__TASK OBJECTIVE__
Copy every line of the listing that holds the string "about".

__RECORDS SUPPLIED__
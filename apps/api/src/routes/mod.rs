pub mod health;

use axum::{
    routing::{get, patch, post},
    Router,
};
use tower_http::cors::CorsLayer;

use crate::assessment::handlers;
use crate::state::AppState;

/// Open CORS: any origin, and `OPTIONS` preflights get an empty 200.
pub fn build_router(state: AppState) -> Router {
    Router::new()
        .route("/health", get(health::health_handler))
        .route(
            "/generate-assessment",
            post(handlers::handle_generate_assessment),
        )
        .route(
            "/api/v1/assessments",
            get(handlers::handle_list_assessments).post(handlers::handle_create_assessment),
        )
        .route("/api/v1/assessments/:id", get(handlers::handle_get_assessment))
        .route(
            "/api/v1/assessments/:id/results",
            post(handlers::handle_submit_result),
        )
        .route("/api/v1/results", get(handlers::handle_list_results))
        .route(
            "/api/v1/results/:id/selection",
            patch(handlers::handle_update_selection),
        )
        .route("/api/v1/stats", get(handlers::handle_get_stats))
        .layer(CorsLayer::permissive())
        .with_state(state)
}

#[cfg(test)]
mod tests {
    use std::sync::atomic::Ordering;
    use std::sync::Arc;

    use axum::body::{to_bytes, Body};
    use axum::http::{header, Method, Request, StatusCode};
    use serde_json::{json, Value};
    use sqlx::postgres::PgPoolOptions;
    use sqlx::PgPool;
    use tower::ServiceExt;
    use uuid::Uuid;

    use super::*;
    use crate::assessment::fallback::StaticSampleProvider;
    use crate::assessment::generator::tests::{completion, hooks_questions, FakeProvider, Reply};
    use crate::assessment::generator::{AssessmentGenerator, FailurePolicy};
    use crate::config::{Config, FailureMode};
    use crate::llm_client::DEFAULT_API_URL;

    fn test_config(failure_mode: FailureMode) -> Config {
        Config {
            database_url: "postgres://localhost/testera_test".to_string(),
            openai_api_key: Some("sk-test".to_string()),
            openai_api_url: DEFAULT_API_URL.to_string(),
            failure_mode,
            port: 0,
            rust_log: "error".to_string(),
        }
    }

    /// Router backed by a lazy pool (never connected) and a scripted provider.
    fn app(provider: Arc<FakeProvider>, on_failure: FailurePolicy) -> Router {
        let db = PgPoolOptions::new()
            .connect_lazy("postgres://localhost/testera_test")
            .unwrap();
        app_with_pool(db, provider, on_failure)
    }

    fn app_with_pool(
        db: PgPool,
        provider: Arc<FakeProvider>,
        on_failure: FailurePolicy,
    ) -> Router {
        let config = test_config(match on_failure {
            FailurePolicy::Propagate => FailureMode::Propagate,
            FailurePolicy::Fallback(_) => FailureMode::Fallback,
        });
        build_router(AppState {
            db,
            generator: Arc::new(AssessmentGenerator::new(provider, on_failure)),
            config,
        })
    }

    fn generate_request(body: Value) -> Request<Body> {
        Request::builder()
            .method(Method::POST)
            .uri("/generate-assessment")
            .header(header::CONTENT_TYPE, "application/json")
            .header(header::ORIGIN, "https://testera.example")
            .body(Body::from(body.to_string()))
            .unwrap()
    }

    fn json_request(method: Method, uri: &str, body: Value) -> Request<Body> {
        Request::builder()
            .method(method)
            .uri(uri)
            .header(header::CONTENT_TYPE, "application/json")
            .body(Body::from(body.to_string()))
            .unwrap()
    }

    fn get_request(uri: &str) -> Request<Body> {
        Request::builder().uri(uri).body(Body::empty()).unwrap()
    }

    async fn json_body(response: axum::response::Response) -> Value {
        let bytes = to_bytes(response.into_body(), usize::MAX).await.unwrap();
        serde_json::from_slice(&bytes).unwrap()
    }

    #[tokio::test]
    async fn test_generate_returns_validated_questions() {
        let provider = FakeProvider::new(Reply::Text(completion(5)));
        let response = app(provider.clone(), FailurePolicy::Propagate)
            .oneshot(generate_request(json!({ "topic": "React Hooks" })))
            .await
            .unwrap();

        assert_eq!(response.status(), StatusCode::OK);
        assert_eq!(
            response.headers()[header::ACCESS_CONTROL_ALLOW_ORIGIN],
            "*"
        );
        let body = json_body(response).await;
        assert_eq!(body, json!({ "questions": hooks_questions(5) }));
        assert_eq!(provider.calls.load(Ordering::SeqCst), 1);
    }

    #[tokio::test]
    async fn test_generate_failure_is_generic_500() {
        let provider = FakeProvider::new(Reply::Text(completion(4)));
        let response = app(provider, FailurePolicy::Propagate)
            .oneshot(generate_request(json!({ "topic": "React Hooks" })))
            .await
            .unwrap();

        assert_eq!(response.status(), StatusCode::INTERNAL_SERVER_ERROR);
        let body = json_body(response).await;
        assert_eq!(body["error"], "Failed to generate assessment");
        assert!(body.get("questions").is_none());
    }

    #[tokio::test]
    async fn test_generate_without_topic_is_400() {
        let provider = FakeProvider::new(Reply::Text(completion(5)));
        let response = app(provider.clone(), FailurePolicy::Propagate)
            .oneshot(generate_request(json!({ "companyDescription": "A bank" })))
            .await
            .unwrap();

        assert_eq!(response.status(), StatusCode::BAD_REQUEST);
        assert_eq!(provider.calls.load(Ordering::SeqCst), 0);
    }

    #[tokio::test]
    async fn test_generate_uses_fallback_when_upstream_is_down() {
        let provider = FakeProvider::new(Reply::Status(503));
        let response = app(
            provider,
            FailurePolicy::Fallback(Arc::new(StaticSampleProvider)),
        )
        .oneshot(generate_request(json!({ "skills": "Go", "jobTitle": "SRE" })))
        .await
        .unwrap();

        assert_eq!(response.status(), StatusCode::OK);
        let body = json_body(response).await;
        assert_eq!(body["questions"].as_array().unwrap().len(), 5);
    }

    #[tokio::test]
    async fn test_preflight_is_empty_200() {
        let provider = FakeProvider::new(Reply::Text(completion(5)));
        let request = Request::builder()
            .method(Method::OPTIONS)
            .uri("/generate-assessment")
            .header(header::ORIGIN, "https://testera.example")
            .header(header::ACCESS_CONTROL_REQUEST_METHOD, "POST")
            .header(header::ACCESS_CONTROL_REQUEST_HEADERS, "authorization, content-type")
            .body(Body::empty())
            .unwrap();

        let response = app(provider.clone(), FailurePolicy::Propagate)
            .oneshot(request)
            .await
            .unwrap();

        assert_eq!(response.status(), StatusCode::OK);
        assert_eq!(
            response.headers()[header::ACCESS_CONTROL_ALLOW_ORIGIN],
            "*"
        );
        let bytes = to_bytes(response.into_body(), usize::MAX).await.unwrap();
        assert!(bytes.is_empty());
        assert_eq!(provider.calls.load(Ordering::SeqCst), 0);
    }

    #[tokio::test]
    async fn test_health_reports_service() {
        let provider = FakeProvider::new(Reply::Text(completion(5)));
        let response = app(provider, FailurePolicy::Propagate)
            .oneshot(
                Request::builder()
                    .uri("/health")
                    .body(Body::empty())
                    .unwrap(),
            )
            .await
            .unwrap();

        assert_eq!(response.status(), StatusCode::OK);
        let body = json_body(response).await;
        assert_eq!(body["status"], "ok");
        assert_eq!(body["service"], "testera-api");
        assert_eq!(body["fallback_enabled"], false);
    }

    #[tokio::test]
    async fn test_mistyped_body_gets_json_error() {
        let provider = FakeProvider::new(Reply::Text(completion(5)));
        let response = app(provider.clone(), FailurePolicy::Propagate)
            .oneshot(generate_request(json!({ "topic": 42 })))
            .await
            .unwrap();

        assert_eq!(response.status(), StatusCode::BAD_REQUEST);
        assert_eq!(
            response.headers()[header::CONTENT_TYPE],
            "application/json"
        );
        let body = json_body(response).await;
        assert!(body["error"].as_str().unwrap().contains("invalid type"));
        assert_eq!(body["code"], "VALIDATION_ERROR");
        assert_eq!(provider.calls.load(Ordering::SeqCst), 0);
    }

    #[tokio::test]
    async fn test_unparseable_body_gets_json_error() {
        let provider = FakeProvider::new(Reply::Text(completion(5)));
        let request = Request::builder()
            .method(Method::POST)
            .uri("/generate-assessment")
            .header(header::CONTENT_TYPE, "application/json")
            .body(Body::from("{\"topic\": "))
            .unwrap();
        let response = app(provider, FailurePolicy::Propagate)
            .oneshot(request)
            .await
            .unwrap();

        assert_eq!(response.status(), StatusCode::BAD_REQUEST);
        assert!(json_body(response).await["error"].is_string());
    }

    #[tokio::test]
    async fn test_bad_query_and_path_get_json_errors() {
        for request in [
            get_request("/api/v1/assessments?user_id=not-a-uuid"),
            get_request("/api/v1/stats"),
            get_request("/api/v1/assessments/not-a-uuid"),
        ] {
            let provider = FakeProvider::new(Reply::Text(completion(5)));
            let response = app(provider, FailurePolicy::Propagate)
                .oneshot(request)
                .await
                .unwrap();

            assert_eq!(response.status(), StatusCode::BAD_REQUEST);
            let body = json_body(response).await;
            assert!(body["error"].is_string());
            assert_eq!(body["code"], "VALIDATION_ERROR");
        }
    }

    #[tokio::test]
    async fn test_unknown_selection_status_is_400() {
        let provider = FakeProvider::new(Reply::Text(completion(5)));
        let uri = format!("/api/v1/results/{}/selection", Uuid::new_v4());
        let response = app(provider, FailurePolicy::Propagate)
            .oneshot(json_request(Method::PATCH, &uri, json!({ "status": "maybe" })))
            .await
            .unwrap();

        assert_eq!(response.status(), StatusCode::BAD_REQUEST);
        assert!(json_body(response).await["error"].is_string());
    }

    #[sqlx::test(migrations = "./migrations")]
    async fn test_create_submit_select_and_stats(pool: PgPool) {
        let provider = FakeProvider::new(Reply::Text(completion(5)));
        let app = app_with_pool(pool, provider, FailurePolicy::Propagate);
        let user_id = Uuid::new_v4();

        let response = app
            .clone()
            .oneshot(json_request(
                Method::POST,
                "/api/v1/assessments",
                json!({ "userId": user_id, "companyName": "Acme", "topic": "React Hooks" }),
            ))
            .await
            .unwrap();
        assert_eq!(response.status(), StatusCode::CREATED);
        let assessment = json_body(response).await;
        assert_eq!(assessment["questions"], json!(hooks_questions(5)));
        assert_eq!(assessment["is_ai_generated"], true);
        let assessment_id = assessment["id"].as_str().unwrap().to_string();

        let response = app
            .clone()
            .oneshot(get_request(&format!("/api/v1/assessments/{assessment_id}")))
            .await
            .unwrap();
        assert_eq!(response.status(), StatusCode::OK);
        assert_eq!(json_body(response).await["questions"], json!(hooks_questions(5)));

        // Correct answers are [1, 2, 3, 0, 1]; the last one is wrong.
        let response = app
            .clone()
            .oneshot(json_request(
                Method::POST,
                &format!("/api/v1/assessments/{assessment_id}/results"),
                json!({ "userId": user_id, "answers": [1, 2, 3, 0, 0] }),
            ))
            .await
            .unwrap();
        assert_eq!(response.status(), StatusCode::CREATED);
        let result = json_body(response).await;
        assert_eq!(result["score"], 80);
        assert_eq!(result["company_selection_status"], "pending");
        let result_id = result["id"].as_str().unwrap().to_string();

        let response = app
            .clone()
            .oneshot(json_request(
                Method::PATCH,
                &format!("/api/v1/results/{result_id}/selection"),
                json!({ "status": "selected", "message": "See you Monday" }),
            ))
            .await
            .unwrap();
        assert_eq!(response.status(), StatusCode::OK);
        let selected = json_body(response).await;
        assert_eq!(selected["company_selection_status"], "selected");
        assert_eq!(selected["selection_message"], "See you Monday");

        let response = app
            .oneshot(get_request(&format!("/api/v1/stats?user_id={user_id}")))
            .await
            .unwrap();
        assert_eq!(
            json_body(response).await,
            json!({
                "totalAssessments": 1,
                "completedTests": 1,
                "highestScore": 80,
                "pendingTests": 0
            })
        );
    }

    #[sqlx::test(migrations = "./migrations")]
    async fn test_unknown_assessment_is_404(pool: PgPool) {
        let provider = FakeProvider::new(Reply::Text(completion(5)));
        let app = app_with_pool(pool, provider, FailurePolicy::Propagate);
        let missing = Uuid::new_v4();

        let response = app
            .clone()
            .oneshot(get_request(&format!("/api/v1/assessments/{missing}")))
            .await
            .unwrap();
        assert_eq!(response.status(), StatusCode::NOT_FOUND);
        assert!(json_body(response).await["error"].is_string());

        let response = app
            .oneshot(json_request(
                Method::POST,
                &format!("/api/v1/assessments/{missing}/results"),
                json!({ "userId": Uuid::new_v4(), "answers": [0, 0, 0, 0, 0] }),
            ))
            .await
            .unwrap();
        assert_eq!(response.status(), StatusCode::NOT_FOUND);
    }

    #[sqlx::test(migrations = "./migrations")]
    async fn test_submit_with_wrong_answer_count_is_400(pool: PgPool) {
        let provider = FakeProvider::new(Reply::Text(completion(5)));
        let app = app_with_pool(pool, provider, FailurePolicy::Propagate);

        let response = app
            .clone()
            .oneshot(json_request(
                Method::POST,
                "/api/v1/assessments",
                json!({ "userId": Uuid::new_v4(), "skills": "Go" }),
            ))
            .await
            .unwrap();
        let assessment_id = json_body(response).await["id"].as_str().unwrap().to_string();

        let response = app
            .oneshot(json_request(
                Method::POST,
                &format!("/api/v1/assessments/{assessment_id}/results"),
                json!({ "userId": Uuid::new_v4(), "answers": [1, 2] }),
            ))
            .await
            .unwrap();
        assert_eq!(response.status(), StatusCode::BAD_REQUEST);
        assert_eq!(json_body(response).await["code"], "VALIDATION_ERROR");
    }

}
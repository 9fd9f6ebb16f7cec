// Prompt text for assessment generation.
// Reuses cross-cutting fragments from llm_client::prompts.

use crate::assessment::generator::AssessmentRequest;
use crate::llm_client::prompts::JSON_ONLY_INSTRUCTION;
use crate::llm_client::PromptPair;
use crate::models::question::AssessmentShape;

/// System prompt template.
/// Replace: {question_count}, {option_count}, {example_options}, {max_index}, {json_only}
pub const ASSESSMENT_SYSTEM_TEMPLATE: &str = r#"You are an expert at creating technical assessments. Create a technical assessment with {question_count} multiple choice questions about the given topic.

Return ONLY a JSON object in this exact format:
{
  "questions": [
    {
      "question": "What is...",
      "options": {example_options},
      "correctAnswer": 0,
      "explanation": "Detailed explanation of why this is correct"
    }
  ]
}

Rules:
- Include exactly {question_count} questions
- Each question must have exactly {option_count} options
- correctAnswer must be a number 0-{max_index} indicating the index of the correct option
- Each question must have an explanation
- {json_only}"#;

/// Builds the deterministic system + user message pair for one generation call.
///
/// Blank optional fields are left out of the context block entirely.
pub fn build_assessment_prompt(
    request: &AssessmentRequest,
    topic: &str,
    shape: AssessmentShape,
) -> PromptPair {
    let system = ASSESSMENT_SYSTEM_TEMPLATE
        .replace("{question_count}", &shape.questions.to_string())
        .replace("{option_count}", &shape.options.to_string())
        .replace("{example_options}", &example_options(shape.options))
        .replace("{max_index}", &shape.options.saturating_sub(1).to_string())
        .replace("{json_only}", JSON_ONLY_INSTRUCTION);

    let context: Vec<String> = [
        ("Job title", &request.job_title),
        ("Assessment type", &request.assessment_type),
        ("Required skills", &request.required_skills),
        ("Skills", &request.skills),
        ("Experience level", &request.experience_level),
        ("Company description", &request.company_description),
    ]
    .into_iter()
    .filter_map(|(label, value)| {
        value
            .as_deref()
            .map(str::trim)
            .filter(|v| !v.is_empty() && *v != topic)
            .map(|v| format!("{label}: {v}"))
    })
    .collect();

    let mut user = format!("Create a technical assessment about: {topic}");
    if !context.is_empty() {
        user.push_str("\n\nContext:\n");
        user.push_str(&context.join("\n"));
    }

    PromptPair { system, user }
}

/// `["option1", "option2", ...]` with one placeholder per option slot.
fn example_options(count: usize) -> String {
    let options: Vec<String> = (1..=count).map(|i| format!("\"option{i}\"")).collect();
    format!("[{}]", options.join(", "))
}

__EXPECTED ANSWER__
pub const ASSESSMENT_SYSTEM_TEMPLATE: &str = r#"You are an expert at creating technical assessments. Create a technical assessment with {question_count} multiple choice questions about the given topic.
    let mut user = format!("Create a technical assessment about: {topic}");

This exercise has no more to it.